--- SUPPLIED ENTRIES Enclosed Below ---
use async_trait::async_trait;
use serde::Deserialize;
use tracing::instrument;

use quiz_core::model::UserProfile;

use super::{AuthApi, Credentials, HttpApi, LoginSession, Registration, check};
use crate::error::ApiError;

#[derive(Deserialize)]
struct LoginResponse {
    token: Option<String>,
    #[serde(default)]
    user: Option<UserProfile>,
}

#[async_trait]
impl AuthApi for HttpApi {
    #[instrument(skip_all, fields(email = %credentials.email))]
    async fn login(&self, credentials: &Credentials) -> Result<LoginSession, ApiError> {
        let response = self
            .client
            .post(self.api_url("/api/auth/login"))
            .json(credentials)
            .send()
            .await?;
        let body: LoginResponse = check(response).await?.json().await?;
        let token = body
            .token
            .filter(|token| !token.is_empty())
            .ok_or(ApiError::MalformedResponse("token"))?;
        Ok(LoginSession {
            token,
            user: body.user.unwrap_or_default(),
        })
    }

    #[instrument(skip_all, fields(email = %registration.email))]
    async fn register(&self, registration: &Registration) -> Result<(), ApiError> {
        let response = self
            .client
            .post(self.api_url("/api/auth/register"))
            .json(registration)
            .send()
            .await?;
        check(response).await?;
        Ok(())
    }
}

#[cfg(test)]
mod tests {
    use super::*;
    use crate::config::ApiConfig;
    use wiremock::matchers::{body_json, method, path};
    use wiremock::{Mock, MockServer, ResponseTemplate};

    fn credentials() -> Credentials {
        Credentials {
            email: "ada@example.com".into(),
            password: "hunter2".into(),
        }
    }

    #[tokio::test]
    async fn login_returns_token_and_user() {
        let server = MockServer::start().await;
        Mock::given(method("POST"))
            .and(path("/api/auth/login"))
            .and(body_json(serde_json::json!({
                "email": "ada@example.com",
                "password": "hunter2"
            })))
            .respond_with(ResponseTemplate::new(200).set_body_json(serde_json::json!({
                "token": "jwt",
                "user": {"_id": "u1", "name": "Ada"}
            })))
            .mount(&server)
            .await;

        let api = HttpApi::new(ApiConfig::single_host(server.uri())).unwrap();
        let session = api.login(&credentials()).await.unwrap();
        assert_eq!(session.token, "jwt");
        assert_eq!(session.user.name.as_deref(), Some("Ada"));
    }

    #[tokio::test]
    async fn login_without_token_is_malformed() {
        let server = MockServer::start().await;
        Mock::given(method("POST"))
            .and(path("/api/auth/login"))
            .respond_with(ResponseTemplate::new(200).set_body_json(serde_json::json!({})))
            .mount(&server)
            .await;

        let api = HttpApi::new(ApiConfig::single_host(server.uri())).unwrap();
        let err = api.login(&credentials()).await.unwrap_err();
        assert!(matches!(err, ApiError::MalformedResponse("token")));
    }

    #[tokio::test]
    async fn rejected_login_surfaces_backend_message() {
        let server = MockServer::start().await;
        Mock::given(method("POST"))
            .and(path("/api/auth/login"))
            .respond_with(
                ResponseTemplate::new(400).set_body_json(serde_json::json!({"msg": "Invalid credentials"})),
            )
            .mount(&server)
            .await;

        let api = HttpApi::new(ApiConfig::single_host(server.uri())).unwrap();
        let err = api.login(&credentials()).await.unwrap_err();
        match err {
            ApiError::Status { status, message } => {
                assert_eq!(status.as_u16(), 400);
                assert_eq!(message, "Invalid credentials");
            }
            other => panic!("expected status error, got {other:?}"),
        }
    }

    #[tokio::test]
    async fn register_accepts_created() {
        let server = MockServer::start().await;
        Mock::given(method("POST"))
            .and(path("/api/auth/register"))
            .respond_with(ResponseTemplate::new(201).set_body_json(serde_json::json!({"msg": "ok"})))
            .expect(1)
            .mount(&server)
            .await;

        let api = HttpApi::new(ApiConfig::single_host(server.uri())).unwrap();
        api.register(&Registration {
            name: "Ada".into(),
            email: "ada@example.com".into(),
            password: "hunter2".into(),
        })
        .await
        .unwrap();
    }
}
--- End of Enclosed SUPPLIED ENTRIES ---
(WHAT NEEDS TO BE DONE)
Set down every record once more, exactly as written.

(ANSWER FOR THIS EXERCISE)
use async_trait::async_trait;
use serde::Deserialize;
use tracing::instrument;

use quiz_core::model::UserProfile;

use super::{AuthApi, Credentials, HttpApi, LoginSession, Registration, check};
use crate::error::ApiError;

#[derive(Deserialize)]
struct LoginResponse {
    token: Option<String>,
    #[serde(default)]
    user: Option<UserProfile>,
}

#[async_trait]
impl AuthApi for HttpApi {
    #[instrument(skip_all, fields(email = %credentials.email))]
    async fn login(&self, credentials: &Credentials) -> Result<LoginSession, ApiError> {
        let response = self
            .client
            .post(self.api_url("/api/auth/login"))
            .json(credentials)
            .send()
            .await?;
        let body: LoginResponse = check(response).await?.json().await?;
        let token = body
            .token
            .filter(|token| !token.is_empty())
            .ok_or(ApiError::MalformedResponse("token"))?;
        Ok(LoginSession {
            token,
            user: body.user.unwrap_or_default(),
        })
    }

    #[instrument(skip_all, fields(email = %registration.email))]
    async fn register(&self, registration: &Registration) -> Result<(), ApiError> {
        let response = self
            .client
            .post(self.api_url("/api/auth/register"))
            .json(registration)
            .send()
            .await?;
        check(response).await?;
        Ok(())
    }
}

#[cfg(test)]
mod tests {
    use super::*;
    use crate::config::ApiConfig;
    use wiremock::matchers::{body_json, method, path};
    use wiremock::{Mock, MockServer, ResponseTemplate};

    fn credentials() -> Credentials {
        Credentials {
            email: "ada@example.com".into(),
            password: "hunter2".into(),
        }
    }

    #[tokio::test]
    async fn login_returns_token_and_user() {
        let server = MockServer::start().await;
        Mock::given(method("POST"))
            .and(path("/api/auth/login"))
            .and(body_json(serde_json::json!({
                "email": "ada@example.com",
                "password": "hunter2"
            })))
            .respond_with(ResponseTemplate::new(200).set_body_json(serde_json::json!({
                "token": "jwt",
                "user": {"_id": "u1", "name": "Ada"}
            })))
            .mount(&server)
            .await;

        let api = HttpApi::new(ApiConfig::single_host(server.uri())).unwrap();
        let session = api.login(&credentials()).await.unwrap();
        assert_eq!(session.token, "jwt");
        assert_eq!(session.user.name.as_deref(), Some("Ada"));
    }

    #[tokio::test]
    async fn login_without_token_is_malformed() {
        let server = MockServer::start().await;
        Mock::given(method("POST"))
            .and(path("/api/auth/login"))
            .respond_with(ResponseTemplate::new(200).set_body_json(serde_json::json!({})))
            .mount(&server)
            .await;

        let api = HttpApi::new(ApiConfig::single_host(server.uri())).unwrap();
        let err = api.login(&credentials()).await.unwrap_err();
        assert!(matches!(err, ApiError::MalformedResponse("token")));
    }

    #[tokio::test]
    async fn rejected_login_surfaces_backend_message() {
        let server = MockServer::start().await;
        Mock::given(method("POST"))
            .and(path("/api/auth/login"))
            .respond_with(
                ResponseTemplate::new(400).set_body_json(serde_json::json!({"msg": "Invalid credentials"})),
            )
            .mount(&server)
            .await;

        let api = HttpApi::new(ApiConfig::single_host(server.uri())).unwrap();
        let err = api.login(&credentials()).await.unwrap_err();
        match err {
            ApiError::Status { status, message } => {
                assert_eq!(status.as_u16(), 400);
                assert_eq!(message, "Invalid credentials");
            }
            other => panic!("expected status error, got {other:?}"),
        }
    }

    #[tokio::test]
    async fn register_accepts_created() {
        let server = MockServer::start().await;
        Mock::given(method("POST"))
            .and(path("/api/auth/register"))
            .respond_with(ResponseTemplate::new(201).set_body_json(serde_json::json!({"msg": "ok"})))
            .expect(1)
            .mount(&server)
            .await;

        let api = HttpApi::new(ApiConfig::single_host(server.uri())).unwrap();
        api.register(&Registration {
            name: "Ada".into(),
            email: "ada@example.com".into(),
            password: "hunter2".into(),
        })
        .await
        .unwrap();
    }
}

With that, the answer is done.